THE PROBLEM ▸ Filter these records by the string "ReportTemplateProps", copying each line that holds it.

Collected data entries
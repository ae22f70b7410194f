use serde_json::Value;

use crate::error::TemplateError;

/// Renders a named template against a JSON context into an HTML fragment.
pub trait TemplateRenderer: Send + Sync {
    /// # Errors
    ///
    /// Returns `TemplateError::UnknownTemplate` for names the renderer does not
    /// serve, or `TemplateError::InvalidContext` if the context does not fit
    /// the template.
    fn render_from_template(&self, name: &str, context: &Value) -> Result<String, TemplateError>;
}
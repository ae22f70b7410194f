use dioxus::prelude::*;

use crate::vm::ReportDashboardVm;

#[derive(Props, Clone, PartialEq)]
pub struct ReportTemplateProps {
    pub dashboard: ReportDashboardVm,
}

/// Question report body: dashboard (or a notice when nobody attempted the
/// package yet) followed by the container the question view script fills.
#[component]
pub fn ReportTemplate(props: ReportTemplateProps) -> Element {
    let dashboard = props.dashboard;

    rsx! {
        div { class: "scormreport-question",
            if dashboard.show_dashboard {
                Dashboard { dashboard: dashboard.clone() }
            } else {
                div { class: "alert alert-info",
                    "No attempts have been recorded for this activity yet."
                }
            }
            div { id: "scormreport-question-results", class: "question-results" }
        }
    }
}

#[component]
fn Dashboard(dashboard: ReportDashboardVm) -> Element {
    rsx! {
        div { id: "scormreport-question-dashboard", class: "dashboard",
            div { class: "average-score",
                h3 { "Average score" }
                div { class: "progress-circle p{dashboard.rounded_average}",
                    span { class: "average-percentage", "{dashboard.average_percentage}%" }
                }
            }
            // The passing quota script reads the minimum score and fills the result.
            div { class: "passing-quota",
                h3 { "Passing quota" }
                label { r#for: "passingquota-minscore", "Minimum score" }
                input {
                    id: "passingquota-minscore",
                    r#type: "number",
                    min: "0",
                    max: "100",
                    step: "1",
                    value: "50",
                }
                span { id: "passingquota-result", class: "passing-quota-result" }
            }
        }
    }
}

pub(crate) fn render_report(dashboard: ReportDashboardVm) -> String {
    let mut dom = VirtualDom::new_with_props(ReportTemplate, ReportTemplateProps { dashboard });
    dom.rebuild_in_place();
    dioxus_ssr::render(&dom)
}
mod report_vm;

pub use report_vm::ReportDashboardVm;
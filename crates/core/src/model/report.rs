use super::scores::ScoreSet;

/// Dashboard figures for one rendering of the question report.
///
/// Built from a `ScoreSet` on every render and never stored.
#[derive(Debug, Clone, Copy, PartialEq)]
pub struct ReportViewModel {
    average_percentage: f64,
    rounded_average: u8,
    show_dashboard: bool,
}

impl ReportViewModel {
    /// Derive the dashboard figures from attempt scores.
    ///
    /// An empty set yields an average of 0 and hides the dashboard. Otherwise
    /// the average is the sum of present, non-zero scores divided by the
    /// number of attempts (zero and missing scores still count in the
    /// divisor), rounded to two decimals.
    #[must_use]
    pub fn from_scores(scores: &ScoreSet) -> Self {
        let (average_percentage, show_dashboard) = if scores.is_empty() {
            (0.0, false)
        } else {
            #[allow(clippy::cast_precision_loss)]
            let count = scores.len() as f64;
            (round_to_cents(scores.filtered_sum() / count), true)
        };

        Self {
            average_percentage,
            rounded_average: clamp_percentage(average_percentage),
            show_dashboard,
        }
    }

    #[must_use]
    pub fn average_percentage(&self) -> f64 {
        self.average_percentage
    }

    #[must_use]
    pub fn rounded_average(&self) -> u8 {
        self.rounded_average
    }

    #[must_use]
    pub fn show_dashboard(&self) -> bool {
        self.show_dashboard
    }

    /// Average as shown to the user: two decimals, or a bare `0` when there
    /// were no attempts to average.
    #[must_use]
    pub fn average_label(&self) -> String {
        if self.show_dashboard {
            format!("{:.2}", self.average_percentage)
        } else {
            "0".to_string()
        }
    }
}

/// Round half away from zero to two decimal places.
///
/// The scaled value is first cut to 15 significant digits, so a midpoint
/// such as `1.005` (stored as `1.00499999...`) still rounds up.
#[must_use]
pub fn round_to_cents(value: f64) -> f64 {
    if !value.is_finite() {
        return value;
    }
    let scaled = value * 100.0;
    let scaled = format!("{scaled:.14e}").parse::<f64>().unwrap_or(scaled);
    scaled.round() / 100.0
}

/// Round to the nearest whole percent and clamp into `0..=100`.
///
/// Non-finite input maps to 0.
#[must_use]
pub fn clamp_percentage(value: f64) -> u8 {
    if !value.is_finite() {
        return 0;
    }
    #[allow(clippy::cast_possible_truncation, clippy::cast_sign_loss)]
    let clamped = value.round().clamp(0.0, 100.0) as u8;
    clamped
}
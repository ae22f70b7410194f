use std::sync::Arc;

use report_core::model::{
    ActivityContext, ActivityId, AttemptRecord, Course, CourseId, CourseModule, CourseModuleId,
    InteractionRecord, ScormActivity, UserId,
};
use services::{OutputMode, PageRequirements, QuestionReport, RenderContext, ReportRenderer};
use storage::repository::{AttemptRepository, InMemoryRepository};
use ui::{SsrTemplates, render_page};

fn target() -> ActivityContext {
    ActivityContext::new(
        ScormActivity {
            id: ActivityId::new(1),
            course_id: CourseId::new(1),
            name: "Chemistry <basics>".into(),
        },
        CourseModule {
            id: CourseModuleId::new(10),
            course_id: CourseId::new(1),
            activity_id: ActivityId::new(1),
        },
        Course {
            id: CourseId::new(1),
            short_name: "CHEM".into(),
            full_name: "Chemistry".into(),
        },
    )
    .unwrap()
}

async fn render_report(repo: InMemoryRepository) -> String {
    let report = QuestionReport::new(Arc::new(repo));
    let templates = SsrTemplates::new();
    let mut page = PageRequirements::new();
    let mut body = String::new();
    let target = target();
    {
        let mut ctx = RenderContext::new(&templates, &mut page, &mut body);
        report
            .display(&target, &OutputMode::View, &mut ctx)
            .await
            .expect("display report");
    }
    let footer = page.render_footer().expect("footer");
    render_page(&target.activity().name, &body, &footer)
}

#[tokio::test]
async fn report_page_smoke_renders_dashboard_and_scripts() {
    let repo = InMemoryRepository::new();
    for (user, score) in [(1, Some(0.0)), (2, Some(0.0)), (3, Some(100.0))] {
        repo.record_attempt(&AttemptRecord {
            activity_id: ActivityId::new(1),
            user_id: UserId::new(user),
            attempt: 1,
            score,
        })
        .await
        .unwrap();
    }
    repo.record_interaction(&InteractionRecord {
        activity_id: ActivityId::new(1),
        user_id: UserId::new(3),
        attempt: 1,
        question_id: "q1".into(),
        description: "Symbol for sodium".into(),
        response: "Na".into(),
        correct: true,
    })
    .await
    .unwrap();

    let html = render_report(repo).await;

    assert!(html.contains("Chemistry &lt;basics&gt;"), "missing title in {html}");
    assert!(html.contains("33.33%"), "missing average in {html}");
    assert!(html.contains("progress-circle p33"), "missing rounded average in {html}");
    assert!(
        html.contains("scormreport_question/dashboard_passingquota"),
        "missing dashboard script in {html}"
    );
    assert!(html.contains("amd.init([0.0,0.0,100.0])"), "missing scores in {html}");
    assert!(html.contains("scormreport_question/report_view"), "missing view script in {html}");
    assert!(html.contains("Symbol for sodium"), "missing question data in {html}");
}

#[tokio::test]
async fn report_page_smoke_renders_notice_without_attempts() {
    let html = render_report(InMemoryRepository::new()).await;

    assert!(html.contains("No attempts have been recorded"), "missing notice in {html}");
    assert!(!html.contains("passingquota-minscore"), "unexpected dashboard in {html}");
    assert!(html.contains("amd.init([])"), "missing empty scores in {html}");
}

SOLUTION TO THE PROBLEM ▸
pub struct ReportTemplateProps {
pub fn ReportTemplate(props: ReportTemplateProps) -> Element {
    let mut dom = VirtualDom::new_with_props(ReportTemplate, ReportTemplateProps { dashboard });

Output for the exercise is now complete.